§ WORK INSTRUCTIONS
Copy the entries that follow, exactly and completely.

§ DATA TO PROCESS
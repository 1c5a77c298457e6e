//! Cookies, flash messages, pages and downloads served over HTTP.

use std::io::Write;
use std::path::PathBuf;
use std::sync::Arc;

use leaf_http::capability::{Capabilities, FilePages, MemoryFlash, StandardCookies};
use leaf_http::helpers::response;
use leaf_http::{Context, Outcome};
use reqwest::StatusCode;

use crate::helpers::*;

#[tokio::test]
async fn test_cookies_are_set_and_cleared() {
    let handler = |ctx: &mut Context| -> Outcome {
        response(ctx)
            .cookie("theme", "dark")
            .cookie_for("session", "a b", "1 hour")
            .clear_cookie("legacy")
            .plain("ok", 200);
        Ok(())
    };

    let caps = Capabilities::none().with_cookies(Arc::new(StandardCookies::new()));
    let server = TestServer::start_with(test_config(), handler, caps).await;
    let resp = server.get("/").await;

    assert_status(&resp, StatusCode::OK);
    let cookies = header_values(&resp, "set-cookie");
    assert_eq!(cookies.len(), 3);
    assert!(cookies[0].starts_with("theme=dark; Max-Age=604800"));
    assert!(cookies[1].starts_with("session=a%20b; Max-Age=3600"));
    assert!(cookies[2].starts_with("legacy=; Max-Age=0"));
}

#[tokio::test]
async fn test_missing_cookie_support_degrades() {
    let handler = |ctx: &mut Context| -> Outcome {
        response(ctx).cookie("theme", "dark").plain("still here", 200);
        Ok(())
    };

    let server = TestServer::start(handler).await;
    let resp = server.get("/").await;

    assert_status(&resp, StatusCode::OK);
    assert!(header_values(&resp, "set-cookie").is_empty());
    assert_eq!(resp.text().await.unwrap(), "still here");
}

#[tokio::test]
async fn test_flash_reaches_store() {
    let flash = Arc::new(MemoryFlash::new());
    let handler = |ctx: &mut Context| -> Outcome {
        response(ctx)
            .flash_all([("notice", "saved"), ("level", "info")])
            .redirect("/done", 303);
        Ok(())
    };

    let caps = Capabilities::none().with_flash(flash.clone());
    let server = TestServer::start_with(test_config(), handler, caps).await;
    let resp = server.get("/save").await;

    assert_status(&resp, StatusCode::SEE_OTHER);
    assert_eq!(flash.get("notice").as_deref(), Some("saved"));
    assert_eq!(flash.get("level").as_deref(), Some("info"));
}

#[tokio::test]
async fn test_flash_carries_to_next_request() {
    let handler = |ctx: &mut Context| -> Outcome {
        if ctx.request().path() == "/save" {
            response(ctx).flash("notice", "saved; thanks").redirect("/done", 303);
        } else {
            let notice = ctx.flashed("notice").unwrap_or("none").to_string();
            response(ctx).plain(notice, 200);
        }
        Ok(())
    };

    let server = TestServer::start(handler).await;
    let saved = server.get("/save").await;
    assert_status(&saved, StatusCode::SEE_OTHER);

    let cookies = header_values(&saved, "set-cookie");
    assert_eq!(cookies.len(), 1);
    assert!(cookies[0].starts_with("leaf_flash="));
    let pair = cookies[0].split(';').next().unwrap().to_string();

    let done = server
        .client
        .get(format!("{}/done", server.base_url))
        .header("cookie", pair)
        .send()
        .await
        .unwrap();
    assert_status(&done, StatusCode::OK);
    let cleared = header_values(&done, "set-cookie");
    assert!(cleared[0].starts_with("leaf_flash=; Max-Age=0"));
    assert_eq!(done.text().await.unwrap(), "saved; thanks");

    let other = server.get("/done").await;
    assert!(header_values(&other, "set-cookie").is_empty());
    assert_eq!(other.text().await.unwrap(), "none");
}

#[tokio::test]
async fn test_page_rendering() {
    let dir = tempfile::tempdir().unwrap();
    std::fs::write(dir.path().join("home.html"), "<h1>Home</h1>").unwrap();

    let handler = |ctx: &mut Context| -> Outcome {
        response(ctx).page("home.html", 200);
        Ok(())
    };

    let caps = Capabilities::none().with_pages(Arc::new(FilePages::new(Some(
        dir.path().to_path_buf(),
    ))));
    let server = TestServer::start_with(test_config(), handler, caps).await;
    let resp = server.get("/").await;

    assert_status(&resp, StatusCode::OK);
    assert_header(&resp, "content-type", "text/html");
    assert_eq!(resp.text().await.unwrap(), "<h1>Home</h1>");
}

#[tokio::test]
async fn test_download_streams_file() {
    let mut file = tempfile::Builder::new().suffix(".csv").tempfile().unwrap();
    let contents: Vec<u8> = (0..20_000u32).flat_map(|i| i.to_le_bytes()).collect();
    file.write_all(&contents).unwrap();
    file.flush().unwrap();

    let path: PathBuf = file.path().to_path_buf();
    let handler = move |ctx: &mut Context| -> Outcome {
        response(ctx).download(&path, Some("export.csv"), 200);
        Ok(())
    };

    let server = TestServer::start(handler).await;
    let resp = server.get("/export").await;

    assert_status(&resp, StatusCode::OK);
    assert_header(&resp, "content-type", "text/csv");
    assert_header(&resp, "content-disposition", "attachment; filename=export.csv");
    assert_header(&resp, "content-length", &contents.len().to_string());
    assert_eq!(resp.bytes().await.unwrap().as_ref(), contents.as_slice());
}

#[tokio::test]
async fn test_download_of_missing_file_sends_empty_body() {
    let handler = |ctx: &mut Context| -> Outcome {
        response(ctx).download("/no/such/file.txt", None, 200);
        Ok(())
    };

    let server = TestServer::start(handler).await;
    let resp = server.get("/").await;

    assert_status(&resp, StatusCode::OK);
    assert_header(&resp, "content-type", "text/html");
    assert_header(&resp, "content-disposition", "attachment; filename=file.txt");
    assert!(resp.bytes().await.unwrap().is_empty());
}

§ FINISHED EXERCISE
repository 1c5a77c298457e6e
//! Cookies, flash messages, pages and downloads served over HTTP.

use std::io::Write;
use std::path::PathBuf;
use std::sync::Arc;

use leaf_http::capability::{Capabilities, FilePages, MemoryFlash, StandardCookies};
use leaf_http::helpers::response;
use leaf_http::{Context, Outcome};
use reqwest::StatusCode;

use crate::helpers::*;

#[tokio::test]
async fn test_cookies_are_set_and_cleared() {
    let handler = |ctx: &mut Context| -> Outcome {
        response(ctx)
            .cookie("theme", "dark")
            .cookie_for("session", "a b", "1 hour")
            .clear_cookie("legacy")
            .plain("ok", 200);
        Ok(())
    };

    let caps = Capabilities::none().with_cookies(Arc::new(StandardCookies::new()));
    let server = TestServer::start_with(test_config(), handler, caps).await;
    let resp = server.get("/").await;

    assert_status(&resp, StatusCode::OK);
    let cookies = header_values(&resp, "set-cookie");
    assert_eq!(cookies.len(), 3);
    assert!(cookies[0].starts_with("theme=dark; Max-Age=604800"));
    assert!(cookies[1].starts_with("session=a%20b; Max-Age=3600"));
    assert!(cookies[2].starts_with("legacy=; Max-Age=0"));
}

#[tokio::test]
async fn test_missing_cookie_support_degrades() {
    let handler = |ctx: &mut Context| -> Outcome {
        response(ctx).cookie("theme", "dark").plain("still here", 200);
        Ok(())
    };

    let server = TestServer::start(handler).await;
    let resp = server.get("/").await;

    assert_status(&resp, StatusCode::OK);
    assert!(header_values(&resp, "set-cookie").is_empty());
    assert_eq!(resp.text().await.unwrap(), "still here");
}

#[tokio::test]
async fn test_flash_reaches_store() {
    let flash = Arc::new(MemoryFlash::new());
    let handler = |ctx: &mut Context| -> Outcome {
        response(ctx)
            .flash_all([("notice", "saved"), ("level", "info")])
            .redirect("/done", 303);
        Ok(())
    };

    let caps = Capabilities::none().with_flash(flash.clone());
    let server = TestServer::start_with(test_config(), handler, caps).await;
    let resp = server.get("/save").await;

    assert_status(&resp, StatusCode::SEE_OTHER);
    assert_eq!(flash.get("notice").as_deref(), Some("saved"));
    assert_eq!(flash.get("level").as_deref(), Some("info"));
}

#[tokio::test]
async fn test_flash_carries_to_next_request() {
    let handler = |ctx: &mut Context| -> Outcome {
        if ctx.request().path() == "/save" {
            response(ctx).flash("notice", "saved; thanks").redirect("/done", 303);
        } else {
            let notice = ctx.flashed("notice").unwrap_or("none").to_string();
            response(ctx).plain(notice, 200);
        }
        Ok(())
    };

    let server = TestServer::start(handler).await;
    let saved = server.get("/save").await;
    assert_status(&saved, StatusCode::SEE_OTHER);

    let cookies = header_values(&saved, "set-cookie");
    assert_eq!(cookies.len(), 1);
    assert!(cookies[0].starts_with("leaf_flash="));
    let pair = cookies[0].split(';').next().unwrap().to_string();

    let done = server
        .client
        .get(format!("{}/done", server.base_url))
        .header("cookie", pair)
        .send()
        .await
        .unwrap();
    assert_status(&done, StatusCode::OK);
    let cleared = header_values(&done, "set-cookie");
    assert!(cleared[0].starts_with("leaf_flash=; Max-Age=0"));
    assert_eq!(done.text().await.unwrap(), "saved; thanks");

    let other = server.get("/done").await;
    assert!(header_values(&other, "set-cookie").is_empty());
    assert_eq!(other.text().await.unwrap(), "none");
}

#[tokio::test]
async fn test_page_rendering() {
    let dir = tempfile::tempdir().unwrap();
    std::fs::write(dir.path().join("home.html"), "<h1>Home</h1>").unwrap();

    let handler = |ctx: &mut Context| -> Outcome {
        response(ctx).page("home.html", 200);
        Ok(())
    };

    let caps = Capabilities::none().with_pages(Arc::new(FilePages::new(Some(
        dir.path().to_path_buf(),
    ))));
    let server = TestServer::start_with(test_config(), handler, caps).await;
    let resp = server.get("/").await;

    assert_status(&resp, StatusCode::OK);
    assert_header(&resp, "content-type", "text/html");
    assert_eq!(resp.text().await.unwrap(), "<h1>Home</h1>");
}

#[tokio::test]
async fn test_download_streams_file() {
    let mut file = tempfile::Builder::new().suffix(".csv").tempfile().unwrap();
    let contents: Vec<u8> = (0..20_000u32).flat_map(|i| i.to_le_bytes()).collect();
    file.write_all(&contents).unwrap();
    file.flush().unwrap();

    let path: PathBuf = file.path().to_path_buf();
    let handler = move |ctx: &mut Context| -> Outcome {
        response(ctx).download(&path, Some("export.csv"), 200);
        Ok(())
    };

    let server = TestServer::start(handler).await;
    let resp = server.get("/export").await;

    assert_status(&resp, StatusCode::OK);
    assert_header(&resp, "content-type", "text/csv");
    assert_header(&resp, "content-disposition", "attachment; filename=export.csv");
    assert_header(&resp, "content-length", &contents.len().to_string());
    assert_eq!(resp.bytes().await.unwrap().as_ref(), contents.as_slice());
}

#[tokio::test]
async fn test_download_of_missing_file_sends_empty_body() {
    let handler = |ctx: &mut Context| -> Outcome {
        response(ctx).download("/no/such/file.txt", None, 200);
        Ok(())
    };

    let server = TestServer::start(handler).await;
    let resp = server.get("/").await;

    assert_status(&resp, StatusCode::OK);
    assert_header(&resp, "content-type", "text/html");
    assert_header(&resp, "content-disposition", "attachment; filename=file.txt");
    assert!(resp.bytes().await.unwrap().is_empty());
}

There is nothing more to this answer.